Flagship Update: Food System Resilience

Througout 2021, the Flagship Project Enhancing Resilience in Food Systems continued to move forward, holding stakeholder workshops and publishing results aimed at creating operational approaches for decision-makers to design food systems resilience.

The Flagship Project ‘Enhancing Resilience in Food Systems’ seeks to directly contribute to food systems resilience by supporting decision-making in practice through stakeholder participation in case studies and academic education. The project was initiated in 2014 and is led by World Food System Center member Johan Six. Support for the multiple subprojects comes from a wide range of food system actors, such as the Swiss Federal Office for Agriculture (FOAG), the UN FAO, multi-national companies and organizations, and academic partners. Here are some updates from 2021.

RUNRES

RUNRES
Compost production site in South Africa (Image: Mélanie Surchat)

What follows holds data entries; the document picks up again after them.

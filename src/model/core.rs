use std::collections::BTreeMap;

use serde::{Deserialize, Serialize};

use crate::error::{AssemblyError, Result};
use crate::geometry::{Point, Pose};
use crate::provider::GeometryProvider;

/// Identifier of a placed part instance, unique within a layout.
pub type SobjectId = String;

/// String parameters with deterministic iteration and serialization order.
pub type ParameterMap = BTreeMap<String, String>;

/// Target platform key for geometry requests.
pub type Platform = String;

/// Well-known sobject parameter naming the element type. Instances of the
/// same type share a port set, which is what attachment memoization keys on.
pub const TYPE_PARAMETER: &str = "type";

/// Reserved key marking the variant inside a serialized protocol map.
pub const PROTOCOL_PARAMETER: &str = "protocol";

/// Reserved key carrying the requested port family inside a serialized
/// protocol map.
pub const PORT_TYPE_PARAMETER: &str = "type";

/// Blake3 hash over a value's canonical JSON bytes.
///
/// Model maps are ordered and poses serialize through a fixed raw form, so
/// equal values hash equal across runs and processes.
pub fn content_hash<T: Serialize>(value: &T) -> Result<blake3::Hash> {
    let bytes = serde_json::to_vec(value)?;
    Ok(blake3::hash(&bytes))
}

/// A placed part instance: identity, spatial pose, free-form parameters.
#[derive(Debug, Clone, PartialEq, Serialize, Deserialize)]
pub struct Sobject {
    pub id: SobjectId,
    pub pose: Pose,
    #[serde(default, skip_serializing_if = "BTreeMap::is_empty")]
    pub parameters: ParameterMap,
}

impl Sobject {
    pub fn new(id: impl Into<SobjectId>, pose: Pose) -> Self {
        Self {
            id: id.into(),
            pose,
            parameters: ParameterMap::new(),
        }
    }

    pub fn with_parameter(mut self, key: impl Into<String>, value: impl Into<String>) -> Self {
        self.parameters.insert(key.into(), value.into());
        self
    }

    /// Element type of this instance, when declared.
    pub fn type_key(&self) -> Option<&str> {
        self.parameters.get(TYPE_PARAMETER).map(String::as_str)
    }

    /// Stable identity-by-value over the canonical serialized form.
    pub fn content_hash(&self) -> Result<blake3::Hash> {
        content_hash(self)
    }
}

/// How one side of a connection attaches to its sobject.
///
/// Closed set: resolution matches exhaustively and adding a variant is a
/// deliberate API change, not a runtime registration.
#[derive(Debug, Clone, PartialEq, Serialize, Deserialize)]
#[serde(tag = "kind", rename_all = "snake_case")]
pub enum ConnectionProtocol {
    /// Attach at the element frame origin. Total and pure: resolution never
    /// consults the provider and never fails.
    Simple {
        #[serde(default, skip_serializing_if = "BTreeMap::is_empty")]
        bias: ParameterMap,
    },
    /// Attach at a named port family declared by the element type.
    /// Resolution delegates to the geometry provider and fails with
    /// `NoMatchingPort` when the type declares nothing suitable.
    Port {
        port_type: String,
        #[serde(default, skip_serializing_if = "BTreeMap::is_empty")]
        parameters: ParameterMap,
        #[serde(default, skip_serializing_if = "BTreeMap::is_empty")]
        bias: ParameterMap,
    },
}

impl ConnectionProtocol {
    pub fn simple() -> Self {
        Self::Simple {
            bias: ParameterMap::new(),
        }
    }

    pub fn port(port_type: impl Into<String>) -> Self {
        Self::Port {
            port_type: port_type.into(),
            parameters: ParameterMap::new(),
            bias: ParameterMap::new(),
        }
    }

    /// Adds a bias entry. Bias entries win over every other source when the
    /// owning side resolves its attachment point.
    pub fn with_bias(mut self, key: impl Into<String>, value: impl Into<String>) -> Self {
        match &mut self {
            Self::Simple { bias } | Self::Port { bias, .. } => {
                bias.insert(key.into(), value.into());
            }
        }
        self
    }

    /// Serialized form of this protocol, handed to the other side of the
    /// connection so it can bias its own resolution.
    ///
    /// Reserved keys first, then the variant parameters, then the bias
    /// overlaid on top.
    pub fn parameters(&self) -> ParameterMap {
        let mut map = ParameterMap::new();
        match self {
            Self::Simple { bias } => {
                map.insert(PROTOCOL_PARAMETER.to_string(), "simple".to_string());
                map.extend(bias.clone());
            }
            Self::Port {
                port_type,
                parameters,
                bias,
            } => {
                map.insert(PROTOCOL_PARAMETER.to_string(), "port".to_string());
                map.insert(PORT_TYPE_PARAMETER.to_string(), port_type.clone());
                map.extend(parameters.clone());
                map.extend(bias.clone());
            }
        }
        map
    }

    /// Merged map a side sends to the provider when resolving its own
    /// attachment point: peer parameters first, this protocol's serialized
    /// form overlaid. Own bias beats own fields beats peer.
    pub fn request_parameters(&self, peer: &ParameterMap) -> ParameterMap {
        let mut map = peer.clone();
        map.extend(self.parameters());
        map
    }

    /// Local attachment point on `sobject` for this side of a connection,
    /// biased by the peer side's serialized protocol.
    pub fn resolve_attachment_point(
        &self,
        sobject: &Sobject,
        peer_parameters: &ParameterMap,
        provider: &dyn GeometryProvider,
    ) -> Result<Point> {
        match self {
            Self::Simple { .. } => Ok(Point::origin()),
            Self::Port { .. } => provider.request_attachment_point(
                &sobject.parameters,
                &self.request_parameters(peer_parameters),
            ),
        }
    }
}

/// One side of a connection: which sobject, and how it attaches.
#[derive(Debug, Clone, PartialEq, Serialize, Deserialize)]
pub struct ConnectionEnd {
    pub sobject_id: SobjectId,
    pub protocol: ConnectionProtocol,
}

impl ConnectionEnd {
    pub fn new(sobject_id: impl Into<SobjectId>, protocol: ConnectionProtocol) -> Self {
        Self {
            sobject_id: sobject_id.into(),
            protocol,
        }
    }

    pub fn simple(sobject_id: impl Into<SobjectId>) -> Self {
        Self::new(sobject_id, ConnectionProtocol::simple())
    }
}

/// Declared connection between two sobjects. The attractor stays in place;
/// the attracted side is moved onto it when the connection resolves.
///
/// Layout resolution re-validates every connection, so values deserialized
/// or built as literals go through the same checks as [`Connection::new`].
#[derive(Debug, Clone, PartialEq, Serialize, Deserialize)]
pub struct Connection {
    pub attractor: ConnectionEnd,
    pub attracted: ConnectionEnd,
}

impl Connection {
    /// Fails with `SelfConnection` when both ends name the same sobject.
    pub fn new(attractor: ConnectionEnd, attracted: ConnectionEnd) -> Result<Self> {
        if attractor.sobject_id == attracted.sobject_id {
            return Err(AssemblyError::SelfConnection(attractor.sobject_id));
        }
        Ok(Self {
            attractor,
            attracted,
        })
    }

    /// Both ends attached with the simple protocol.
    pub fn simple(
        attractor: impl Into<SobjectId>,
        attracted: impl Into<SobjectId>,
    ) -> Result<Self> {
        Self::new(
            ConnectionEnd::simple(attractor),
            ConnectionEnd::simple(attracted),
        )
    }

    /// The same connection with the roles swapped.
    pub fn reversed(&self) -> Connection {
        Connection {
            attractor: self.attracted.clone(),
            attracted: self.attractor.clone(),
        }
    }
}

In 2021, despite significant challenges presented by the ongoing global pandemic, the diverse and dedicated collection of community members, municipal leaders, and researchers that are the ‘The rural-urban nexus: Establishing a nutrient loop to improve city region food system resilience’ (RUNRES) project have continued their efforts to improve the resilience of city region food systems in Arba Minch, Ethiopia, Kamonyi, Rwanda, Bukavu, DRC, and Msunduzi, South Africa. This project, funded by the Swiss Agency for Development and Cooperation (SDC), seeks to enhance resilience by capturing and processing sources of local organic waste into sustainably produced organic fertilizers. Across every part of the food value chains in these four city regions, the RUNRES team, informed and guided by a transdisciplinary process that prioritizes community input and co-knowledge production, has invested in innovations that have the potential to improve environmental and human health while also providing new economic and livelihood opportunities. Although the project has faced setbacks and challenges, in every city region the selected innovations are moving forward and beginning to show the potential of this alternative approach to city-region resource flows.

Resilience of the Swiss Food System

FOod

Elena Monastyrnaya successfully completed her doctoral research project ‘Resilience of the Swiss Food System.’ The project collected insights for the milk, beef, wheat, and wine value chains in Switzerland through stakeholder interviews, workshops, and surveys. Results aim to help various actors of the Swiss food system in decision-making regarding resilience and were communicated to project’s stakeholders in a workshop in October 2020, and then, in January 2021, to experts of the Federal Office for Agriculture (FOAG). Download final report
 

Assessing the role of organic value chains in enhancing food system resilience

Cocoa
Cocoa pod (Image: William Thompson)

The project ‘Assessing the role of organic value chains in enhancing food system resilience’ (OrRes), led by William Thompson, is in its final stages. A collection of the project’s findings can be found in William’s doctoral thesis ‘Enhancing Smallholder Farmer Climate Resilience in Cocoa and Banana Global Food Value Chains’. Outputs and recommendations from the project were shared with key stakeholders including farmers, farmer organisations, certifiers and retailers.

Operationalizing resilience in the face of climate change

tomatoes
Tomatoes in Morocco (Image: Kenza Benabderrazik)

The research project of Kenza Benabderrazik ‘Operationalizing resilience in the face of climate change: The case of tomato producers in Morocco and Ghana’ came to an end in 2021. Insights and results of this research will be used and discussed for the World Food System Center professional short course ‘Designing for Food system resilience: A circular approach’ in March 2022. A publication in external pageAgricultural Water Management focused on agricultural intensification and water conservation, using the case of tomato producers in Morocco.

Resilience of Tef and Cacao Value Chains

tef

The project ‘Assessing and enhancing the resilience of the tef and cocoa value chains’ (AERTCvc) aimed to jointly build strategies with key stakeholders in Ethiopia and Ghana for enhancing the resilience of these value chains. Recent efforts focused on the role of motivation to implement measures to enhance farmers’s resilience. The results of the study conducted by Braida Thom and Luzian Messmer have been recently published in external pageMitigation and Adaptation Strategies for Global Change.